Decided on August 11, 2004
Supreme Court, New York County

ROBERT E. COIRO, et al., Plaintiffs,

against

FED CAP CUSTODIAL SERVICE, INC., MERIDIAN, INC., DYNASERV, INC., and PRUDENTIAL MAINTENANCE SERVICE, INC, Defendants.



111386/2001



For the Plaintiffs:

Steven F. Goldman, Esq., Goldman & Goldman, 386 Park Ave. South, Suite 900, New York NY 10016

(212) 370-1344

For Defendants Prudential Maintenance and ISS, Inc.:

Joseph R. Di Salvo, Esq., McCarter & English, LLP 245 Park Avenue, New York NY 10167 (212) 609-6800

Thomas D. Robertston, Esq. Sedgwick, Detert, Moran & Arnold, Three Gateway Center, 12th Fl., Newark NY 07102

Paul G. Feinman, J.

Defendants Prudential Maintenance Services, Inc. and ISS, Inc. (two of the four defendants in this action) move pursuant to CPLR 3101, 3124, and 3126 to compel completion of the deposition of plaintiff Robert E. Coiro "on all issues of liability" and for costs associated with the motion (Def.'s Mot. to Compel ¶ 14). Coiro is the lead plaintiff (of approximately forty-six plaintiffs in this action) in a toxic mold case brought by a large group of employees or former employees of LaGuardia Community College. Pursuant to discovery orders of the Justice [*2]previously assigned to oversee the discovery process in this case, the first round of depositions was limited to a representative group of plaintiffs and the questions posed were to be limited to liability. The deposition of plaintiff Coiro was commenced on November 24, 2004, and continued the following day up until his counsel refused to allow him to answer more than certain initial questions concerning a four-page narrative document which details his physical ailments allegedly acquired after the time he began teaching at LaGuardia Community College (Id. ¶ ¶ 7-9; Ex. B). For the reasons set forth below, the Court holds that the document was not attorney work product and to the extent it was a privileged attorney-client communication, the privilege has been waived. Accordingly, the defendants' motion to compel the completion of plaintiff Robert E. Coiro's deposition is granted. The branch of the motion which seeks costs and attorneys' fees related to this motion is denied.

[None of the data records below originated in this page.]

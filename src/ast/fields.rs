//! Field sets and field references.
//!
//! Every source node owns an ordered [`FieldSet`]. A [`FieldNode`] points at one
//! entry of one source; two references are the same field only when they carry
//! the same [`FieldId`], whatever the column is called.

use std::collections::HashSet;
use std::sync::atomic::{AtomicU64, Ordering as AtomicOrdering};

use crate::ast::{AggregateNode, ScalarNode, SourceNode};
use crate::error::{TreeqlError, TreeqlResult};

static NEXT_NODE_ID: AtomicU64 = AtomicU64::new(0);
static NEXT_FIELD_ID: AtomicU64 = AtomicU64::new(0);

/// Identity of a source node. Clones of a handle share it.
#[derive(Debug, Clone, Copy, PartialEq, Eq, Hash, PartialOrd, Ord)]
pub struct NodeId(u64);

impl NodeId {
    pub(crate) fn next() -> Self {
        NodeId(NEXT_NODE_ID.fetch_add(1, AtomicOrdering::Relaxed))
    }
}

/// Identity of a declared field.
#[derive(Debug, Clone, Copy, PartialEq, Eq, Hash, PartialOrd, Ord)]
pub struct FieldId(u64);

impl FieldId {
    fn next() -> Self {
        FieldId(NEXT_FIELD_ID.fetch_add(1, AtomicOrdering::Relaxed))
    }
}

/// What a declared field is computed from.
#[derive(Debug, Clone)]
pub enum FieldExpr {
    /// A raw column of a physical table. Only tables declare these.
    Column(String),
    /// A field of a child source.
    Field(FieldNode),
    Aggregate(AggregateNode),
    Scalar(ScalarNode),
}

impl From<FieldNode> for FieldExpr {
    fn from(field: FieldNode) -> Self {
        FieldExpr::Field(field)
    }
}

impl From<&FieldNode> for FieldExpr {
    fn from(field: &FieldNode) -> Self {
        FieldExpr::Field(field.clone())
    }
}

impl From<AggregateNode> for FieldExpr {
    fn from(aggregate: AggregateNode) -> Self {
        FieldExpr::Aggregate(aggregate)
    }
}

impl From<ScalarNode> for FieldExpr {
    fn from(scalar: ScalarNode) -> Self {
        FieldExpr::Scalar(scalar)
    }
}

/// One entry of a [`FieldSet`].
#[derive(Debug, Clone)]
pub struct FieldDescriptor {
    id: FieldId,
    ordinal: usize,
    alias: String,
    name: String,
    origin: String,
    declaring: NodeId,
    expr: FieldExpr,
}

impl FieldDescriptor {
    pub fn id(&self) -> FieldId {
        self.id
    }

    pub fn ordinal(&self) -> usize {
        self.ordinal
    }

    /// The generated column alias (`f0`, `f1`, ...).
    pub fn alias(&self) -> &str {
        &self.alias
    }

    /// Column name used when the value is materialized.
    pub fn name(&self) -> &str {
        &self.name
    }

    /// Record key (table alias) the value is grouped under.
    pub fn origin(&self) -> &str {
        &self.origin
    }

    /// The node that declared this field.
    pub fn declaring(&self) -> NodeId {
        self.declaring
    }

    pub fn expr(&self) -> &FieldExpr {
        &self.expr
    }
}

/// Input for one field when building a [`FieldSet`].
pub(crate) struct FieldSpec {
    pub expr: FieldExpr,
    pub name: String,
    pub origin: String,
}

/// Ordered, aliased output columns of a source node.
#[derive(Debug, Clone)]
pub struct FieldSet {
    fields: Vec<FieldDescriptor>,
}

impl FieldSet {
    /// Allocate `f0..f{n-1}` in supply order.
    ///
    /// Empty sets are rejected, and so are two fields with the same name and
    /// origin: rows are materialized by origin and name, so the second column
    /// would have nowhere to go.
    pub(crate) fn build(declaring: NodeId, specs: Vec<FieldSpec>) -> TreeqlResult<Self> {
        if specs.is_empty() {
            return Err(TreeqlError::validation("field list must not be empty"));
        }
        let mut seen = HashSet::new();
        for spec in &specs {
            if !seen.insert((spec.origin.as_str(), spec.name.as_str())) {
                return Err(TreeqlError::validation(format!(
                    "column '{}.{}' appears twice in one field list",
                    spec.origin, spec.name
                )));
            }
        }

        let fields = specs
            .into_iter()
            .enumerate()
            .map(|(ordinal, spec)| FieldDescriptor {
                id: FieldId::next(),
                ordinal,
                alias: format!("f{}", ordinal),
                name: spec.name,
                origin: spec.origin,
                declaring,
                expr: spec.expr,
            })
            .collect();

        Ok(Self { fields })
    }

    pub fn len(&self) -> usize {
        self.fields.len()
    }

    pub fn is_empty(&self) -> bool {
        self.fields.is_empty()
    }

    pub fn iter(&self) -> std::slice::Iter<'_, FieldDescriptor> {
        self.fields.iter()
    }

    pub fn get(&self, ordinal: usize) -> Option<&FieldDescriptor> {
        self.fields.get(ordinal)
    }

    pub fn contains(&self, id: FieldId) -> bool {
        self.find(id).is_some()
    }

    pub fn find(&self, id: FieldId) -> Option<&FieldDescriptor> {
        self.fields.iter().find(|f| f.id == id)
    }

    /// First field whose materialized name matches.
    pub fn find_named(&self, name: &str) -> Option<&FieldDescriptor> {
        self.fields.iter().find(|f| f.name == name)
    }
}

impl<'a> IntoIterator for &'a FieldSet {
    type Item = &'a FieldDescriptor;
    type IntoIter = std::slice::Iter<'a, FieldDescriptor>;

    fn into_iter(self) -> Self::IntoIter {
        self.fields.iter()
    }
}

/// Reference to one field of one source node.
#[derive(Clone)]
pub struct FieldNode {
    source: SourceNode,
    ordinal: usize,
}

impl FieldNode {
    pub(crate) fn new(source: SourceNode, ordinal: usize) -> TreeqlResult<Self> {
        if ordinal >= source.fields().len() {
            return Err(TreeqlError::validation(format!(
                "field ordinal {} out of range for a source with {} fields",
                ordinal,
                source.fields().len()
            )));
        }
        Ok(Self { source, ordinal })
    }

    /// The source this reference was taken from.
    pub fn source(&self) -> &SourceNode {
        &self.source
    }

    pub fn descriptor(&self) -> &FieldDescriptor {
        // The ordinal is checked in `new` and field sets never change.
        &self.source.fields().fields[self.ordinal]
    }

    pub fn id(&self) -> FieldId {
        self.descriptor().id
    }

    pub fn ordinal(&self) -> usize {
        self.ordinal
    }

    pub fn alias(&self) -> &str {
        self.descriptor().alias()
    }

    pub fn name(&self) -> &str {
        self.descriptor().name()
    }

    pub fn origin(&self) -> &str {
        self.descriptor().origin()
    }

    pub fn expr(&self) -> &FieldExpr {
        self.descriptor().expr()
    }
}

impl PartialEq for FieldNode {
    fn eq(&self, other: &Self) -> bool {
        self.id() == other.id()
    }
}

impl Eq for FieldNode {}

impl std::fmt::Debug for FieldNode {
    fn fmt(&self, f: &mut std::fmt::Formatter<'_>) -> std::fmt::Result {
        f.debug_struct("FieldNode")
            .field("source", &self.source.id())
            .field("alias", &self.alias())
            .field("name", &self.name())
            .finish()
    }
}
fn ints(records: &[Record], key: &str, name: &str) -> Vec<i64> {
    records
        .iter()
        .map(|record| match record[key][name] {
            Value::Int(n) => n,
            ref other => panic!("expected an integer for {}.{}, got {:?}", key, name, other),
        })
        .collect()
}

/// Users' ids, ascending.
fn user_ids(users: &SourceNode) -> SourceNode {
    users
        .select([users.field(0).unwrap()])
        .unwrap()
        .order_by(&users.field(0).unwrap(), Direction::Ascending)
        .unwrap()
}

#[tokio::test]
async fn test_table_scan() {
    let mut conn = connect().await;
    let records = executor().query(&mut conn, &users()).await.unwrap();

    assert_eq!(records.len(), 4);
    for record in &records {
        assert_eq!(record.keys().collect::<Vec<_>>(), vec!["Users"]);
        assert_eq!(record["Users"].len(), 4);
    }
    let mut names: Vec<String> = records
        .iter()
        .map(|r| r["Users"]["Name"].to_string())
        .collect();
    names.sort();
    assert_eq!(names, vec!["'Ada'", "'Grace'", "'Ken'", "'Linus'"]);
}

#[tokio::test]
async fn test_null_materializes_as_value() {
    let mut conn = connect().await;
    let users = users();
    let grace = users
        .filter(PredicateNode::eq(users.field(0).unwrap(), 2))
        .unwrap();

    let record = executor()
        .fetch_optional(&mut conn, &executor().compile(&grace).unwrap())
        .await
        .unwrap()
        .unwrap();
    assert_eq!(record["Users"].get("Email"), Some(&Value::Null));
    assert_eq!(record["Users"]["Name"], Value::Text("Grace".to_string()));
    assert_eq!(record["Users"]["Age"], Value::Int(45));
}

#[tokio::test]
async fn test_all_null_row() {
    let mut conn = connect().await;
    sqlx::query("create table Notes (Id INTEGER, Body TEXT, Score REAL)")
        .execute(&mut conn)
        .await
        .unwrap();
    sqlx::query("insert into Notes values (null, null, null)")
        .execute(&mut conn)
        .await
        .unwrap();

    let notes = SourceNode::table("Notes", "Notes", ["Id", "Body", "Score"]).unwrap();
    let records = executor().query(&mut conn, &notes).await.unwrap();

    assert_eq!(records.len(), 1);
    let item = &records[0]["Notes"];
    assert_eq!(item.len(), 3);
    assert!(item.iter().all(|(_, value)| *value == Value::Null));
}

#[tokio::test]
async fn test_pagination_boundaries() {
    let mut conn = connect().await;
    let users = users();
    let ids = user_ids(&users);
    let executor = executor();

    let none = executor.query(&mut conn, &ids.take(0).unwrap()).await.unwrap();
    assert!(none.is_empty());

    let beyond = executor.query(&mut conn, &ids.skip(10).unwrap()).await.unwrap();
    assert!(beyond.is_empty());

    let skip_take = executor
        .query(&mut conn, &ids.skip(1).unwrap().take(2).unwrap())
        .await
        .unwrap();
    assert_eq!(ints(&skip_take, "Users", "Id"), vec![2, 3]);

    let take_skip = executor
        .query(&mut conn, &ids.take(2).unwrap().skip(1).unwrap())
        .await
        .unwrap();
    assert_eq!(ints(&take_skip, "Users", "Id"), vec![2]);

    let skip_only = executor.query(&mut conn, &ids.skip(3).unwrap()).await.unwrap();
    assert_eq!(ints(&skip_only, "Users", "Id"), vec![4]);
}
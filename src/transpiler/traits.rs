//! Dialect hooks for SQL generation.

/// Quote an identifier with square brackets, doubling any closing bracket.
pub fn bracket_identifier(name: &str) -> String {
    format!("[{}]", name.replace(']', "]]"))
}

/// Trait for dialect-specific SQL generation.
///
/// The default methods render ANSI SQL; dialects override what differs.
pub trait SqlGenerator {
    /// Quote an identifier (table, alias or column name).
    fn quote_identifier(&self, name: &str) -> String {
        bracket_identifier(name)
    }

    /// Placeholder text for the parameter with the given zero-based index.
    fn placeholder(&self, index: usize) -> String {
        format!("@p{}", index)
    }

    /// Boolean literal (true/false vs 1/0).
    fn bool_literal(&self, val: bool) -> String {
        if val { "true".to_string() } else { "false".to_string() }
    }

    fn null_literal(&self) -> &str {
        "null"
    }

    /// Pagination clause, including its leading space. Only called when
    /// `skip > 0` or `take` is set; `take == None` means unbounded.
    fn limit_offset(&self, skip: usize, take: Option<usize>) -> String {
        match take {
            Some(n) => format!(" offset {} rows fetch next {} rows only", skip, n),
            None => format!(" offset {} rows", skip),
        }
    }
}
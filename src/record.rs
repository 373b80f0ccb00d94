//! Materialized result rows.
//!
//! A [`Record`] is one result row, split into [`RecordItem`]s by the table
//! alias each column derives from. Joining `Users` with `Orders` yields records
//! with a `Users` item and an `Orders` item.

use std::collections::BTreeMap;
use std::ops::{BitOr, Index};

use serde::Serialize;

use crate::ast::Value;
use crate::error::{TreeqlError, TreeqlResult};
use crate::transpiler::OutputColumn;

/// Column values of one table alias within a row.
#[derive(Debug, Clone, PartialEq, Serialize)]
pub struct RecordItem {
    key: String,
    values: BTreeMap<String, Value>,
}

impl RecordItem {
    pub fn new(key: impl Into<String>) -> Self {
        Self {
            key: key.into(),
            values: BTreeMap::new(),
        }
    }

    /// The table alias this item belongs to.
    pub fn key(&self) -> &str {
        &self.key
    }

    pub fn get(&self, name: &str) -> Option<&Value> {
        self.values.get(name)
    }

    pub fn len(&self) -> usize {
        self.values.len()
    }

    pub fn is_empty(&self) -> bool {
        self.values.is_empty()
    }

    pub fn iter(&self) -> impl Iterator<Item = (&str, &Value)> {
        self.values.iter().map(|(k, v)| (k.as_str(), v))
    }

    /// Add a column. A name can only be set once per item.
    pub fn insert(&mut self, name: impl Into<String>, value: Value) -> TreeqlResult<()> {
        let name = name.into();
        if self.values.contains_key(&name) {
            return Err(TreeqlError::AmbiguousKey(format!("{}.{}", self.key, name)));
        }
        self.values.insert(name, value);
        Ok(())
    }
}

impl Index<&str> for RecordItem {
    type Output = Value;

    fn index(&self, name: &str) -> &Value {
        match self.values.get(name) {
            Some(value) => value,
            None => panic!("record item '{}' has no column '{}'", self.key, name),
        }
    }
}

/// One result row, keyed by table alias.
#[derive(Debug, Clone, Default, PartialEq, Serialize)]
#[serde(transparent)]
pub struct Record {
    items: BTreeMap<String, RecordItem>,
}

impl Record {
    pub fn new() -> Self {
        Self::default()
    }

    /// Group one row's values by the origin of their columns.
    ///
    /// `values` are in result-column order and must line up with `columns`.
    pub fn from_row(columns: &[OutputColumn], values: Vec<Value>) -> TreeqlResult<Self> {
        if columns.len() != values.len() {
            return Err(TreeqlError::invalid_state(format!(
                "row has {} values but the query declares {} columns",
                values.len(),
                columns.len()
            )));
        }

        let mut record = Record::new();
        for (column, value) in columns.iter().zip(values) {
            record
                .items
                .entry(column.origin.clone())
                .or_insert_with(|| RecordItem::new(column.origin.as_str()))
                .insert(column.name.as_str(), value)?;
        }
        Ok(record)
    }

    pub fn get(&self, key: &str) -> Option<&RecordItem> {
        self.items.get(key)
    }

    pub fn contains_key(&self, key: &str) -> bool {
        self.items.contains_key(key)
    }

    pub fn keys(&self) -> impl Iterator<Item = &str> {
        self.items.keys().map(String::as_str)
    }

    pub fn len(&self) -> usize {
        self.items.len()
    }

    pub fn is_empty(&self) -> bool {
        self.items.is_empty()
    }

    pub fn iter(&self) -> impl Iterator<Item = &RecordItem> {
        self.items.values()
    }

    /// Add an item. Fails when its key is already taken.
    pub fn insert(&mut self, item: RecordItem) -> TreeqlResult<()> {
        if self.items.contains_key(item.key()) {
            return Err(TreeqlError::AmbiguousKey(item.key.clone()));
        }
        self.items.insert(item.key.clone(), item);
        Ok(())
    }

    /// Combine the keys of two records. Both sides must have disjoint keys.
    pub fn merge(mut self, other: Record) -> TreeqlResult<Record> {
        for item in other.items.into_values() {
            self.insert(item)?;
        }
        Ok(self)
    }
}

impl BitOr for Record {
    type Output = TreeqlResult<Record>;

    fn bitor(self, rhs: Record) -> Self::Output {
        self.merge(rhs)
    }
}

impl Index<&str> for Record {
    type Output = RecordItem;

    fn index(&self, key: &str) -> &RecordItem {
        match self.items.get(key) {
            Some(item) => item,
            None => panic!("record has no key '{}'", key),
        }
    }
}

At the deposition, Coiro testified that he prepared the document in the summer of 2000 as a "document that [he] would want to use to present to an attorney," that to the best of his knowledge, he presented it to his attorney, Mr. Steven F. Goldman, at the time of their first meeting, and that he did not present the document to any other attorney (Def.'s Mot. Ex. C at 5:12-17, 25; 6:2-8; 22:10-13). According to defense counsel, the document was obtained in response to a medical authorization signed by Coiro, from the office of Ira Casson, M.D., a physician who treated Coiro beginning sometime after September 1999 (Def.'s Mot., Di Salvo Aff. ¶ 9, n.1). The transcript of the deposition shows that after plaintiff's counsel asserted the document was "attorney-client work product"[FN1] and its release was inadvertent, the parties suspended the deposition pending a ruling by the court concerning the document (Def.'s Mot. Ex. C at 6:21; 20:8-12; 22:24-25; 23:2-3).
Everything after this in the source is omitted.